[Collected data]
------------------------------
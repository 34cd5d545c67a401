//! HTTP error mapping
//!
//! Storage failures are logged and surfaced as a generic 500; import
//! failures carry their detail; malformed requests get a 400.

use axum::{
    http::StatusCode,
    response::{IntoResponse, Response},
    Json,
};
use rollcall_common::Error;
use serde_json::json;
use tracing::error;

#[derive(Debug)]
pub enum ApiError {
    /// Storage failure; detail is logged, not returned to the client
    Storage(Error),
    /// Roster stream could not be read or parsed
    Import(String),
    /// Malformed request
    BadRequest(String),
}

impl From<Error> for ApiError {
    fn from(e: Error) -> Self {
        match e {
            Error::Import(msg) => ApiError::Import(msg),
            other => ApiError::Storage(other),
        }
    }
}

impl IntoResponse for ApiError {
    fn into_response(self) -> Response {
        let (status, message) = match self {
            ApiError::Storage(e) => {
                error!("Storage error: {}", e);
                (StatusCode::INTERNAL_SERVER_ERROR, "Database error".to_string())
            }
            ApiError::Import(msg) => {
                error!("Roster import failed: {}", msg);
                (
                    StatusCode::INTERNAL_SERVER_ERROR,
                    format!("Import failed: {}", msg),
                )
            }
            ApiError::BadRequest(msg) => (StatusCode::BAD_REQUEST, msg),
        };

        (status, Json(json!({ "error": message }))).into_response()
    }
}
//! Database access layer
//!
//! Owns the SQLite connection pool lifecycle and the two-table schema:
//! `students` (the current roster) and `attendance` (per-session records).

use crate::Result;
use sqlx::{sqlite::SqlitePoolOptions, SqlitePool};
use std::path::Path;
use tracing::info;

pub mod models;

/// Initialize the database connection and create tables if needed
///
/// Creates the containing directory and the database file on first run.
pub async fn init_database(db_path: &Path) -> Result<SqlitePool> {
    let newly_created = !db_path.exists();

    // Create parent directory if it doesn't exist
    if let Some(parent) = db_path.parent() {
        std::fs::create_dir_all(parent)?;
    }

    // mode=rwc: create the database file if it doesn't exist
    let db_url = format!("sqlite://{}?mode=rwc", db_path.display());
    let pool = SqlitePoolOptions::new().max_connections(5).connect(&db_url).await?;

    if newly_created {
        info!("Initialized new database: {}", db_path.display());
    } else {
        info!("Opened existing database: {}", db_path.display());
    }

    // Enable foreign keys
    sqlx::query("PRAGMA foreign_keys = ON").execute(&pool).await?;

    // WAL mode allows concurrent readers with one writer
    sqlx::query("PRAGMA journal_mode = WAL").execute(&pool).await?;

    // Wait briefly on a locked database instead of failing immediately
    sqlx::query("PRAGMA busy_timeout = 5000").execute(&pool).await?;

    create_schema(&pool).await?;

    Ok(pool)
}

/// Create all tables (idempotent - safe to call multiple times)
pub async fn create_schema(pool: &SqlitePool) -> Result<()> {
    create_students_table(pool).await?;
    create_attendance_table(pool).await?;
    Ok(())
}

async fn create_students_table(pool: &SqlitePool) -> Result<()> {
    sqlx::query(
        "CREATE TABLE IF NOT EXISTS students (
            id      INTEGER PRIMARY KEY AUTOINCREMENT,
            roll_no TEXT NOT NULL UNIQUE,
            name    TEXT NOT NULL
        )",
    )
    .execute(pool)
    .await?;
    Ok(())
}

async fn create_attendance_table(pool: &SqlitePool) -> Result<()> {
    sqlx::query(
        "CREATE TABLE IF NOT EXISTS attendance (
            id         INTEGER PRIMARY KEY AUTOINCREMENT,
            student_id INTEGER NOT NULL,
            date       TEXT NOT NULL,
            type       TEXT NOT NULL,
            status     TEXT NOT NULL,
            hours      INTEGER NOT NULL,
            FOREIGN KEY(student_id) REFERENCES students(id)
        )",
    )
    .execute(pool)
    .await?;
    Ok(())
}
//! Attendance recording and report aggregation
//!
//! Recording is append-only: every call writes one row per enrolled
//! student for the given (date, type) session, with no dedup across
//! repeated submissions and no enclosing transaction.

use rollcall_common::db::models::AttendanceStatus;
use rollcall_common::Result;
use serde::{Deserialize, Serialize};
use sqlx::SqlitePool;
use std::collections::HashSet;

/// Which polarity the submitted id list carries.
///
/// The caller submits whichever of the present/absent lists is smaller;
/// the other side is implied for every remaining enrolled student.
#[derive(Debug, Clone, Copy, PartialEq, Eq, Serialize, Deserialize)]
#[serde(rename_all = "lowercase")]
pub enum MarkingMode {
    Present,
    Absent,
}

/// Record one attendance row per enrolled student for a session.
///
/// Marked ids arrive as strings and are matched against the student id
/// rendered as a string; ids that match no student are ignored. Returns
/// the number of rows written.
pub async fn record_attendance(
    pool: &SqlitePool,
    date: &str,
    session_type: &str,
    marked_ids: &[String],
    mode: MarkingMode,
) -> Result<usize> {
    let marked: HashSet<&str> = marked_ids.iter().map(String::as_str).collect();

    let student_ids: Vec<i64> = sqlx::query_scalar("SELECT id FROM students")
        .fetch_all(pool)
        .await?;

    for id in &student_ids {
        let is_marked = marked.contains(id.to_string().as_str());
        let status = match mode {
            MarkingMode::Present if is_marked => AttendanceStatus::Present,
            MarkingMode::Present => AttendanceStatus::Absent,
            MarkingMode::Absent if is_marked => AttendanceStatus::Absent,
            MarkingMode::Absent => AttendanceStatus::Present,
        };

        sqlx::query(
            "INSERT INTO attendance (student_id, date, type, status, hours) VALUES (?, ?, ?, ?, ?)",
        )
        .bind(id)
        .bind(date)
        .bind(session_type)
        .bind(status.as_str())
        .bind(status.hours())
        .execute(pool)
        .await?;
    }

    Ok(student_ids.len())
}

/// One line of the attendance report
#[derive(Debug, Clone, Serialize)]
pub struct ReportRow {
    pub roll_no: String,
    pub name: String,
    pub present_days: i64,
    pub total_hours: i64,
    pub total_days: i64,
    /// present_days / total_days x 100, rounded to 2 decimal places
    pub percentage: f64,
}

/// Aggregate attendance per student, ordered by registration number
pub async fn generate_report(pool: &SqlitePool) -> Result<Vec<ReportRow>> {
    let rows = sqlx::query_as::<_, (String, String, i64, i64, i64)>(
        "SELECT
            s.roll_no,
            s.name,
            COUNT(CASE WHEN a.status = 'present' THEN 1 END) AS present_days,
            COALESCE(SUM(CASE WHEN a.status = 'present' THEN a.hours ELSE 0 END), 0) AS total_hours,
            COUNT(DISTINCT a.date) AS total_days
         FROM students s
         LEFT JOIN attendance a ON s.id = a.student_id
         GROUP BY s.id
         ORDER BY s.roll_no",
    )
    .fetch_all(pool)
    .await?;

    let report = rows
        .into_iter()
        .map(|(roll_no, name, present_days, total_hours, total_days)| {
            // total_days is 0 for students with no records; report 0 instead
            // of dividing by zero
            let percentage = if total_days > 0 {
                (present_days as f64 / total_days as f64 * 100.0 * 100.0).round() / 100.0
            } else {
                0.0
            };
            ReportRow {
                roll_no,
                name,
                present_days,
                total_hours,
                total_days,
                percentage,
            }
        })
        .collect();

    Ok(report)
}

#[cfg(test)]
mod tests {
    use super::*;
    use rollcall_common::db::models::AttendanceRecord;
    use sqlx::sqlite::SqlitePoolOptions;

    async fn memory_pool() -> SqlitePool {
        let pool = SqlitePoolOptions::new()
            .max_connections(1)
            .connect("sqlite::memory:")
            .await
            .unwrap();
        rollcall_common::db::create_schema(&pool).await.unwrap();
        pool
    }

    async fn enroll(pool: &SqlitePool, roll_no: &str, name: &str) -> i64 {
        sqlx::query("INSERT INTO students (roll_no, name) VALUES (?, ?)")
            .bind(roll_no)
            .bind(name)
            .execute(pool)
            .await
            .unwrap()
            .last_insert_rowid()
    }

    async fn status_and_hours(pool: &SqlitePool, student_id: i64) -> (String, i64) {
        let record = sqlx::query_as::<_, AttendanceRecord>(
            "SELECT id, student_id, date, type, status, hours FROM attendance WHERE student_id = ?",
        )
        .bind(student_id)
        .fetch_one(pool)
        .await
        .unwrap();
        (record.status, record.hours)
    }

    #[tokio::test]
    async fn test_present_mode_marks_listed_students_present() {
        let pool = memory_pool().await;
        let a = enroll(&pool, "R001", "Asha").await;
        let b = enroll(&pool, "R002", "Binh").await;
        let c = enroll(&pool, "R003", "Chandra").await;

        let marked = vec![a.to_string(), b.to_string()];
        let written = record_attendance(&pool, "2026-08-30", "lecture", &marked, MarkingMode::Present)
            .await
            .unwrap();

        assert_eq!(written, 3);
        assert_eq!(status_and_hours(&pool, a).await, ("present".to_string(), 4));
        assert_eq!(status_and_hours(&pool, b).await, ("present".to_string(), 4));
        assert_eq!(status_and_hours(&pool, c).await, ("absent".to_string(), 0));
    }

    #[tokio::test]
    async fn test_absent_mode_inverts_polarity() {
        let pool = memory_pool().await;
        let a = enroll(&pool, "R001", "Asha").await;
        let b = enroll(&pool, "R002", "Binh").await;
        let c = enroll(&pool, "R003", "Chandra").await;

        let marked = vec![a.to_string()];
        record_attendance(&pool, "2026-08-30", "lecture", &marked, MarkingMode::Absent)
            .await
            .unwrap();

        assert_eq!(status_and_hours(&pool, a).await, ("absent".to_string(), 0));
        assert_eq!(status_and_hours(&pool, b).await, ("present".to_string(), 4));
        assert_eq!(status_and_hours(&pool, c).await, ("present".to_string(), 4));
    }

    #[tokio::test]
    async fn test_repeated_submission_duplicates_rows() {
        let pool = memory_pool().await;
        enroll(&pool, "R001", "Asha").await;
        enroll(&pool, "R002", "Binh").await;

        let marked = vec!["1".to_string()];
        record_attendance(&pool, "2026-08-30", "lecture", &marked, MarkingMode::Present)
            .await
            .unwrap();
        record_attendance(&pool, "2026-08-30", "lecture", &marked, MarkingMode::Present)
            .await
            .unwrap();

        // Same (date, type) submitted twice: full row set inserted both times
        let rows: i64 = sqlx::query_scalar("SELECT COUNT(*) FROM attendance")
            .fetch_one(&pool)
            .await
            .unwrap();
        assert_eq!(rows, 4);
    }

    #[tokio::test]
    async fn test_report_aggregation() {
        let pool = memory_pool().await;
        let a = enroll(&pool, "R001", "Asha").await;

        // 3 present sessions and 1 absent session across 4 distinct dates
        for date in ["2026-08-25", "2026-08-26", "2026-08-27"] {
            record_attendance(&pool, date, "lecture", &[a.to_string()], MarkingMode::Present)
                .await
                .unwrap();
        }
        record_attendance(&pool, "2026-08-28", "lecture", &[], MarkingMode::Present)
            .await
            .unwrap();

        let report = generate_report(&pool).await.unwrap();
        assert_eq!(report.len(), 1);

        let row = &report[0];
        assert_eq!(row.present_days, 3);
        assert_eq!(row.total_hours, 12);
        assert_eq!(row.total_days, 4);
        assert_eq!(row.percentage, 75.00);
    }

    #[tokio::test]
    async fn test_report_zero_records_guards_division() {
        let pool = memory_pool().await;
        enroll(&pool, "R001", "Asha").await;

        let report = generate_report(&pool).await.unwrap();

        let row = &report[0];
        assert_eq!(row.present_days, 0);
        assert_eq!(row.total_hours, 0);
        assert_eq!(row.total_days, 0);
        assert_eq!(row.percentage, 0.0);
    }

    #[tokio::test]
    async fn test_report_ordered_by_roll_no() {
        let pool = memory_pool().await;
        enroll(&pool, "R002", "Binh").await;
        enroll(&pool, "R001", "Asha").await;

        let report = generate_report(&pool).await.unwrap();

        assert_eq!(report[0].roll_no, "R001");
        assert_eq!(report[1].roll_no, "R002");
    }
}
------------------------------
Whenever a line of the data includes "submitted", copy that line.

/// Which polarity the submitted id list carries.
        // Same (date, type) submitted twice: full row set inserted both times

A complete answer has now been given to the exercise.